_About this exercise_: Could the data below be copied out in full, word for word?

_Records shown_:
// src/service.rs
use std::collections::{BTreeSet, HashMap};
use std::sync::Arc;

use metrics::counter;
use tracing::warn;
use uuid::Uuid;

use crate::dao::ShowTicketDao;
use crate::error::Error;
use crate::model::{SeatArea, Show, Ticket, TicketStatus};
use crate::page::QueryResultPage;
use crate::store::{ItemKey, ItemStore};

/// Reservation engine and read-side facade over the theatre table.
///
/// Reservation outcomes are final: a conflict means the caller lost the
/// race and is never retried here. Retries belong to the caller, made
/// safe for the batch path by the idempotency token.
pub struct ShowTicketService {
    dao: ShowTicketDao,
}

impl ShowTicketService {
    pub fn new(store: Arc<dyn ItemStore>) -> Self {
        Self {
            dao: ShowTicketDao::new(store),
        }
    }

    pub fn dao(&self) -> &ShowTicketDao {
        &self.dao
    }

    // ==================== Reservations ====================

    /// Reserve a single ticket, returning the freshly generated
    /// reservation reference on success.
    pub async fn reserve_ticket(&self, show_id: &str, ticket_id: &str) -> Result<String, Error> {
        let reference = Uuid::now_v7().to_string();
        let result = self.dao.reserve_ticket(show_id, ticket_id, &reference).await;

        counter!("theatron.reservations.total",
            "kind" => "single",
            "outcome" => if result.is_ok() { "reserved" } else { "conflict" }
        )
        .increment(1);

        match result {
            Ok(()) => Ok(reference),
            Err(err) => {
                warn!(show_id, ticket_id, %err, "ticket reservation failed");
                Err(err)
            }
        }
    }

    /// Reserve a set of tickets atomically under a caller-supplied
    /// reference. The reference is an input, not generated here, so a
    /// retry with the same idempotency token reproduces the identical
    /// operation set.
    pub async fn reserve_tickets(
        &self,
        show_id: &str,
        ticket_ids: &BTreeSet<String>,
        reference: &str,
        token: Option<&str>,
    ) -> Result<(), Error> {
        let result = self
            .dao
            .reserve_tickets(show_id, ticket_ids, reference, token)
            .await;

        counter!("theatron.reservations.total",
            "kind" => "batch",
            "outcome" => match &result {
                Ok(()) => "reserved",
                Err(Error::IdempotencyConflict) => "token_conflict",
                Err(_) => "conflict",
            }
        )
        .increment(1);

        if let Err(err) = &result {
            warn!(show_id, count = ticket_ids.len(), %err, "batch reservation failed");
        }
        result
    }

    /// Release a ticket back to the available pool. Idempotent.
    pub async fn release_ticket(&self, show_id: &str, ticket_id: &str) -> Result<(), Error> {
        self.dao.release_ticket(show_id, ticket_id).await
    }

    // ==================== Queries ====================

    pub async fn find_show(&self, show_id: &str) -> Result<Option<Show>, Error> {
        self.dao.find_show_by_id(show_id).await
    }

    pub async fn find_ticket(
        &self,
        show_id: &str,
        ticket_id: &str,
    ) -> Result<Option<Ticket>, Error> {
        self.dao.find_ticket_by_id(show_id, ticket_id).await
    }

    pub async fn find_ticket_by_reference(
        &self,
        show_id: &str,
        reference: &str,
    ) -> Result<Option<Ticket>, Error> {
        self.dao.find_ticket_by_reference(show_id, reference).await
    }

    pub async fn find_show_and_tickets(
        &self,
        show_id: &str,
    ) -> Result<(Option<Show>, Vec<Ticket>), Error> {
        self.dao.find_show_and_tickets(show_id).await
    }

    /// Tickets of a show, optionally narrowed to one status.
    pub async fn find_tickets_by_status(
        &self,
        show_id: &str,
        status: Option<TicketStatus>,
    ) -> Result<Vec<Ticket>, Error> {
        self.dao.find_tickets(show_id, status).await
    }

    /// One cursor page of tickets, optionally narrowed to one status.
    pub async fn find_tickets_page(
        &self,
        show_id: &str,
        status: Option<TicketStatus>,
        page_size: usize,
        start_after: Option<&ItemKey>,
    ) -> Result<QueryResultPage<Ticket, ItemKey>, Error> {
        self.dao
            .find_tickets_paged(show_id, status, page_size, start_after)
            .await
    }

    pub async fn group_tickets_by_area(
        &self,
        show_id: &str,
    ) -> Result<HashMap<SeatArea, Vec<Ticket>>, Error> {
        let tickets = self.dao.find_tickets(show_id, None).await?;

        let mut grouped: HashMap<SeatArea, Vec<Ticket>> = HashMap::new();
        for ticket in tickets {
            grouped.entry(ticket.area).or_default().push(ticket);
        }
        Ok(grouped)
    }

    /// Mean ticket price per seat area. Areas with no tickets are absent
    /// from the result.
    pub async fn average_price_by_area(
        &self,
        show_id: &str,
    ) -> Result<HashMap<SeatArea, f64>, Error> {
        let tickets = self.dao.find_tickets(show_id, None).await?;

        let mut sums: HashMap<SeatArea, (f64, usize)> = HashMap::new();
        for ticket in &tickets {
            let entry = sums.entry(ticket.area).or_insert((0.0, 0));
            entry.0 += ticket.price;
            entry.1 += 1;
        }

        Ok(sums
            .into_iter()
            .map(|(area, (sum, count))| (area, sum / count as f64))
            .collect())
    }
}
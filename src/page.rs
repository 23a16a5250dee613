// src/page.rs
/// One page of a typed paged query: the decoded rows plus the key to
/// resume from. `next_key` is `None` only when the scan is exhausted.
#[derive(Debug, Clone, PartialEq)]
pub struct QueryResultPage<R, K> {
    pub results: Vec<R>,
    pub next_key: Option<K>,
}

_Task output_:
// src/service.rs
use std::collections::{BTreeSet, HashMap};
use std::sync::Arc;

use metrics::counter;
use tracing::warn;
use uuid::Uuid;

use crate::dao::ShowTicketDao;
use crate::error::Error;
use crate::model::{SeatArea, Show, Ticket, TicketStatus};
use crate::page::QueryResultPage;
use crate::store::{ItemKey, ItemStore};

/// Reservation engine and read-side facade over the theatre table.
///
/// Reservation outcomes are final: a conflict means the caller lost the
/// race and is never retried here. Retries belong to the caller, made
/// safe for the batch path by the idempotency token.
pub struct ShowTicketService {
    dao: ShowTicketDao,
}

impl ShowTicketService {
    pub fn new(store: Arc<dyn ItemStore>) -> Self {
        Self {
            dao: ShowTicketDao::new(store),
        }
    }

    pub fn dao(&self) -> &ShowTicketDao {
        &self.dao
    }

    // ==================== Reservations ====================

    /// Reserve a single ticket, returning the freshly generated
    /// reservation reference on success.
    pub async fn reserve_ticket(&self, show_id: &str, ticket_id: &str) -> Result<String, Error> {
        let reference = Uuid::now_v7().to_string();
        let result = self.dao.reserve_ticket(show_id, ticket_id, &reference).await;

        counter!("theatron.reservations.total",
            "kind" => "single",
            "outcome" => if result.is_ok() { "reserved" } else { "conflict" }
        )
        .increment(1);

        match result {
            Ok(()) => Ok(reference),
            Err(err) => {
                warn!(show_id, ticket_id, %err, "ticket reservation failed");
                Err(err)
            }
        }
    }

    /// Reserve a set of tickets atomically under a caller-supplied
    /// reference. The reference is an input, not generated here, so a
    /// retry with the same idempotency token reproduces the identical
    /// operation set.
    pub async fn reserve_tickets(
        &self,
        show_id: &str,
        ticket_ids: &BTreeSet<String>,
        reference: &str,
        token: Option<&str>,
    ) -> Result<(), Error> {
        let result = self
            .dao
            .reserve_tickets(show_id, ticket_ids, reference, token)
            .await;

        counter!("theatron.reservations.total",
            "kind" => "batch",
            "outcome" => match &result {
                Ok(()) => "reserved",
                Err(Error::IdempotencyConflict) => "token_conflict",
                Err(_) => "conflict",
            }
        )
        .increment(1);

        if let Err(err) = &result {
            warn!(show_id, count = ticket_ids.len(), %err, "batch reservation failed");
        }
        result
    }

    /// Release a ticket back to the available pool. Idempotent.
    pub async fn release_ticket(&self, show_id: &str, ticket_id: &str) -> Result<(), Error> {
        self.dao.release_ticket(show_id, ticket_id).await
    }

    // ==================== Queries ====================

    pub async fn find_show(&self, show_id: &str) -> Result<Option<Show>, Error> {
        self.dao.find_show_by_id(show_id).await
    }

    pub async fn find_ticket(
        &self,
        show_id: &str,
        ticket_id: &str,
    ) -> Result<Option<Ticket>, Error> {
        self.dao.find_ticket_by_id(show_id, ticket_id).await
    }

    pub async fn find_ticket_by_reference(
        &self,
        show_id: &str,
        reference: &str,
    ) -> Result<Option<Ticket>, Error> {
        self.dao.find_ticket_by_reference(show_id, reference).await
    }

    pub async fn find_show_and_tickets(
        &self,
        show_id: &str,
    ) -> Result<(Option<Show>, Vec<Ticket>), Error> {
        self.dao.find_show_and_tickets(show_id).await
    }

    /// Tickets of a show, optionally narrowed to one status.
    pub async fn find_tickets_by_status(
        &self,
        show_id: &str,
        status: Option<TicketStatus>,
    ) -> Result<Vec<Ticket>, Error> {
        self.dao.find_tickets(show_id, status).await
    }

    /// One cursor page of tickets, optionally narrowed to one status.
    pub async fn find_tickets_page(
        &self,
        show_id: &str,
        status: Option<TicketStatus>,
        page_size: usize,
        start_after: Option<&ItemKey>,
    ) -> Result<QueryResultPage<Ticket, ItemKey>, Error> {
        self.dao
            .find_tickets_paged(show_id, status, page_size, start_after)
            .await
    }

    pub async fn group_tickets_by_area(
        &self,
        show_id: &str,
    ) -> Result<HashMap<SeatArea, Vec<Ticket>>, Error> {
        let tickets = self.dao.find_tickets(show_id, None).await?;

        let mut grouped: HashMap<SeatArea, Vec<Ticket>> = HashMap::new();
        for ticket in tickets {
            grouped.entry(ticket.area).or_default().push(ticket);
        }
        Ok(grouped)
    }

    /// Mean ticket price per seat area. Areas with no tickets are absent
    /// from the result.
    pub async fn average_price_by_area(
        &self,
        show_id: &str,
    ) -> Result<HashMap<SeatArea, f64>, Error> {
        let tickets = self.dao.find_tickets(show_id, None).await?;

        let mut sums: HashMap<SeatArea, (f64, usize)> = HashMap::new();
        for ticket in &tickets {
            let entry = sums.entry(ticket.area).or_insert((0.0, 0));
            entry.0 += ticket.price;
            entry.1 += 1;
        }

        Ok(sums
            .into_iter()
            .map(|(area, (sum, count))| (area, sum / count as f64))
            .collect())
    }
}
filename src/page.rs
repository 23a16a5250dee613
// src/page.rs
/// One page of a typed paged query: the decoded rows plus the key to
/// resume from. `next_key` is `None` only when the scan is exhausted.
#[derive(Debug, Clone, PartialEq)]
pub struct QueryResultPage<R, K> {
    pub results: Vec<R>,
    pub next_key: Option<K>,
}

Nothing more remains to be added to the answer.